«Ser es defenderse», Ramiro de Maeztu
Director de Rius TV en YouTube. Trabajó antes en La Vanguardia y en El Mundo. Director de e-notícies durante 23 años.

¿Normalización política en Cataluña?

25 de julio de 2026

La prueba de que la ‘ley de amnistía’ no ha favorecido la convivencia en Cataluña es que el mural en honor de Ferran Torres en Barcelona duró menos de un día. Lo pintó un artista urbano, TVBoy, el pasado martes cerca de la estación de Joanic, en el barrio de Gracia.

Incluso a mí —tan reticente a los grafitis—, me pareció una obra de arte. Sin embargo, empezó a circular la foto y las redes se llenaron de odio. JordiQ, que se define como «culer, marica, indepe«, se ofreció para «pagar los dos botes de pintura de 25 kg del Leroy Merlin para borrar este mural infecto”. Y otro que responde al nombre de «FandeNuriaFeliu!, una cantante catalana entusiasta del proceso ya fallecida (1941-2022), fue más suave, pero también le dijo al autor que «no hace falta”. Gracias».

El mural en cuestión fue vandalizado apenas unas horas después por unos encapuchados con las habituales pintadas de «Puta Espanya», «Volem seleccions» y la estelada. No quiero ni imaginar cómo se pondrían algunos si, en cualquier calle de España, apareciera una pintura de «Puta Cataluña». Yo, desde luego, el primero.

Aunque mírenlo por el lado bueno: lo de «Puta España» —y perdón por citar el improperio por segunda vez— es señal de impotencia. Alguien o algo tiene que pagar los platos rotos. Si España no existiera, que tampoco es el caso, los indepes tendrían que inventarla. Necesitan un enemigo para poder ahogar sus propias frustraciones. Otros las ahogan en el alcohol.

El asunto me recuerda al de aquella heladería argentina que también fue pintarrajeada el año pasado por la misma zona. Todo porque una dependienta no sabía que la palabra «maduixa» significa «fresa» en castellano. Un concejal de distrito de ERC puso el grito en el cielo. Yo me quedo, no obstante, con la versión de los hechos que dio el propietario del local en una entrevista a Antena 3. El militante de Esquerra lo amenazó con denunciarlo por «discriminación lingüística» y él negó los hechos. «Yo le dije que tu mujer nos insulta y nos faltó al respeto», relató. Y añadió que «su mujer estaba al lado y dijo: ‘sí, sí, yo le dije imbécil’». No hay más preguntas, señoría.

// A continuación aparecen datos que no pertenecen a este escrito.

// Copyright (c) 2024-2026 Martin Schröder <info@swedishembedded.com>
//
// SPDX-License-Identifier: MIT
use std::sync::atomic::{AtomicBool, Ordering};
use std::sync::Arc;

use runa_model::{ContentBlock, Message, StopReason, Usage};
use serde::Serialize;
use tokio::sync::mpsc;

/// Wire names mirror industry SSE streaming, with agent-loop extensions.
#[derive(Debug, Clone, Copy, PartialEq, Eq, Serialize)]
#[serde(rename_all = "snake_case")]
pub enum StreamEventKind {
    AgentStart,
    AgentStop,
    IterationStart,
    IterationStop,
    MessageStart,
    MessageDelta,
    MessageStop,
    ContentBlockStart,
    ContentBlockDelta,
    ContentBlockStop,
    ToolExecutionStart,
    ToolExecutionOutput,
    ToolExecutionResult,
    Error,
}

/// Incremental payload for delta events.
#[derive(Debug, Clone, Default, Serialize)]
pub struct StreamDelta {
    #[serde(skip_serializing_if = "Option::is_none")]
    pub text: Option<String>,
    #[serde(skip_serializing_if = "Option::is_none")]
    pub stop_reason: Option<StopReason>,
}

/// One event on a streaming run's output channel.
#[derive(Debug, Clone, Serialize)]
pub struct StreamEvent {
    #[serde(rename = "type")]
    pub kind: StreamEventKind,
    #[serde(skip_serializing_if = "Option::is_none")]
    pub message: Option<Message>,
    #[serde(skip_serializing_if = "Option::is_none")]
    pub content_block: Option<ContentBlock>,
    #[serde(skip_serializing_if = "Option::is_none")]
    pub delta: Option<StreamDelta>,
    #[serde(skip_serializing_if = "Option::is_none")]
    pub usage: Option<Usage>,
    #[serde(skip_serializing_if = "Option::is_none")]
    pub tool_use_id: Option<String>,
    #[serde(skip_serializing_if = "Option::is_none")]
    pub name: Option<String>,
    #[serde(skip_serializing_if = "Option::is_none")]
    pub output: Option<String>,
    #[serde(skip_serializing_if = "Option::is_none")]
    pub is_stderr: Option<bool>,
    #[serde(skip_serializing_if = "Option::is_none")]
    pub is_error: Option<bool>,
    #[serde(skip_serializing_if = "Option::is_none")]
    pub iteration: Option<u32>,
}

impl StreamEvent {
    fn bare(kind: StreamEventKind) -> Self {
        Self {
            kind,
            message: None,
            content_block: None,
            delta: None,
            usage: None,
            tool_use_id: None,
            name: None,
            output: None,
            is_stderr: None,
            is_error: None,
            iteration: None,
        }
    }

    pub fn agent_start() -> Self {
        Self::bare(StreamEventKind::AgentStart)
    }

    pub fn agent_stop() -> Self {
        Self::bare(StreamEventKind::AgentStop)
    }

    pub fn iteration_start(iteration: u32) -> Self {
        Self {
            iteration: Some(iteration),
            ..Self::bare(StreamEventKind::IterationStart)
        }
    }

    pub fn iteration_stop(iteration: u32) -> Self {
        Self {
            iteration: Some(iteration),
            ..Self::bare(StreamEventKind::IterationStop)
        }
    }

    pub fn message_start() -> Self {
        Self {
            message: Some(Message::assistant("")),
            ..Self::bare(StreamEventKind::MessageStart)
        }
    }

    pub fn message_delta(stop_reason: StopReason, usage: Option<Usage>) -> Self {
        Self {
            delta: Some(StreamDelta {
                text: None,
                stop_reason: Some(stop_reason),
            }),
            usage,
            ..Self::bare(StreamEventKind::MessageDelta)
        }
    }

    pub fn message_stop() -> Self {
        Self::bare(StreamEventKind::MessageStop)
    }

    pub fn content_block_start() -> Self {
        Self {
            content_block: Some(ContentBlock::text("")),
            ..Self::bare(StreamEventKind::ContentBlockStart)
        }
    }

    pub fn content_block_delta(text: impl Into<String>) -> Self {
        Self {
            delta: Some(StreamDelta {
                text: Some(text.into()),
                stop_reason: None,
            }),
            ..Self::bare(StreamEventKind::ContentBlockDelta)
        }
    }

    pub fn content_block_stop() -> Self {
        Self::bare(StreamEventKind::ContentBlockStop)
    }

    pub fn tool_execution_start(tool_use_id: impl Into<String>, name: impl Into<String>) -> Self {
        Self {
            tool_use_id: Some(tool_use_id.into()),
            name: Some(name.into()),
            ..Self::bare(StreamEventKind::ToolExecutionStart)
        }
    }

    pub fn tool_execution_output(
        tool_use_id: impl Into<String>,
        chunk: impl Into<String>,
        is_stderr: bool,
    ) -> Self {
        Self {
            tool_use_id: Some(tool_use_id.into()),
            output: Some(chunk.into()),
            is_stderr: Some(is_stderr),
            ..Self::bare(StreamEventKind::ToolExecutionOutput)
        }
    }

    pub fn tool_execution_result(
        tool_use_id: impl Into<String>,
        output: impl Into<String>,
        is_error: bool,
    ) -> Self {
        Self {
            tool_use_id: Some(tool_use_id.into()),
            output: Some(output.into()),
            is_error: Some(is_error),
            ..Self::bare(StreamEventKind::ToolExecutionResult)
        }
    }

    pub fn error(message: impl Into<String>) -> Self {
        Self {
            output: Some(message.into()),
            is_error: Some(true),
            ..Self::bare(StreamEventKind::Error)
        }
    }
}

/// Producer-side handle for the internal progress channel.
///
/// Bounded sends give a slow (but live) consumer backpressure.  Once the
/// consumer's cancellation is observed the sink switches to dropping events
/// so the pipeline can run to completion — delivery is sacrificed for
/// liveness, never the other way around.
#[derive(Clone)]
pub struct ProgressSink {
    tx: mpsc::Sender<StreamEvent>,
    cancelled: Arc<AtomicBool>,
}

impl ProgressSink {
    pub fn channel(buffer: usize) -> (Self, mpsc::Receiver<StreamEvent>) {
        let (tx, rx) = mpsc::channel(buffer.max(1));
        (
            Self {
                tx,
                cancelled: Arc::new(AtomicBool::new(false)),
            },
            rx,
        )
    }

    pub async fn emit(&self, event: StreamEvent) {
        if self.cancelled.load(Ordering::Relaxed) {
            return;
        }
        let _ = self.tx.send(event).await;
    }

    /// Flip to drop mode.  Emissions after this return immediately.
    pub fn mark_cancelled(&self) {
        self.cancelled.store(true, Ordering::Relaxed);
    }

    /// Shared drop-mode flag, for the forwarder side.  Unlike a sink clone
    /// this holds no sender, so the channel can still close.
    pub(crate) fn cancel_flag(&self) -> Arc<AtomicBool> {
        Arc::clone(&self.cancelled)
    }

    pub fn is_cancelled(&self) -> bool {
        self.cancelled.load(Ordering::Relaxed)
    }
}

// ─── Unit tests ──────────────────────────────────────────────────────────────

#[cfg(test)]
mod tests {
    use super::*;

    #[test]
    fn kinds_serialize_with_sse_names() {
        let ev = StreamEvent::content_block_delta("hi");
        let v = serde_json::to_value(&ev).unwrap();
        assert_eq!(v["type"], "content_block_delta");
        assert_eq!(v["delta"]["text"], "hi");
    }

    #[test]
    fn absent_fields_are_omitted() {
        let json = serde_json::to_string(&StreamEvent::agent_start()).unwrap();
        assert_eq!(json, r#"{"type":"agent_start"}"#);
    }

    #[test]
    fn message_delta_carries_stop_reason() {
        let ev = StreamEvent::message_delta(StopReason::EndTurn, None);
        let v = serde_json::to_value(&ev).unwrap();
        assert_eq!(v["delta"]["stop_reason"], "end_turn");
    }

    #[test]
    fn tool_execution_output_carries_stderr_flag() {
        let ev = StreamEvent::tool_execution_output("t1", "oops", true);
        let v = serde_json::to_value(&ev).unwrap();
        assert_eq!(v["tool_use_id"], "t1");
        assert_eq!(v["is_stderr"], true);
    }

    #[tokio::test]
    async fn sink_delivers_until_cancelled_then_drops() {
        let (sink, mut rx) = ProgressSink::channel(8);
        sink.emit(StreamEvent::agent_start()).await;
        sink.mark_cancelled();
        sink.emit(StreamEvent::agent_stop()).await;
        drop(sink);
        let mut got = Vec::new();
        while let Some(ev) = rx.recv().await {
            got.push(ev.kind);
        }
        assert_eq!(got, vec![StreamEventKind::AgentStart]);
    }

    #[tokio::test]
    async fn sink_survives_dropped_receiver() {
        let (sink, rx) = ProgressSink::channel(1);
        drop(rx);
        sink.emit(StreamEvent::agent_start()).await;
    }
}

El diputado de VOX Alberto Tarradas —yo hablo siempre con él en catalán— también denunció en su perfil en X las pintadas contra una familia de Gerona que se le ocurrió colgar la bandera de España antes del partido. «Salellas es responsable de la degradación, violencia e inseguridad que sufre nuestra ciudad. La de los suyos y la importada», añadió. En alusión al alcalde de la CUP que, ante el declive de la formación, montó una candidatura propia con el lema “Guanyem”. Hasta salió elegido con los votos de Junts, que prefirieron votarle a él en vez de dejar gobernar a la ganadora, la socialista Sílvia Paneque, en minoría. Ahora han roto el pacto municipal con no sé qué excusa. Es evidente que se acercan elecciones.

No sé si las pintadas corrieron a cargo de «amigos» del mencionado alcalde, como aseguraba el parlamentario. Tampoco me extrañaría. A una diputada de la CUP ya la pillaron un día haciendo una peineta a Joan Garriga en el Parlamento catalán. Que conste que ambas formaciones están separadas solo por un pasillo. Y Arran, la organización juvenil, se especializó en su día —en los momentos álgidos del proceso— en vandalizar las sedes de Ciudadanos, PP e incluso el PSC.

Por eso, a la ley que bautizaron pomposamente con el nombre de «para la normalización institucional, política y social en Cataluña» no ha cumplido su función. En realidad, es un sucesión de posverdades. Basta leer el preámbulo cuando expone que esta medida de gracia «ha sido utilizada en numerosas ocasiones en nuestra tradición jurídica. No es una vía novedosa, cuenta con numerosos precedentes en España. El más importante, pero no el único, es la Ley de Amnistía de 1977». ¡Claro! Salíamos de una dictadura. Era un cambio de régimen. No como ahora.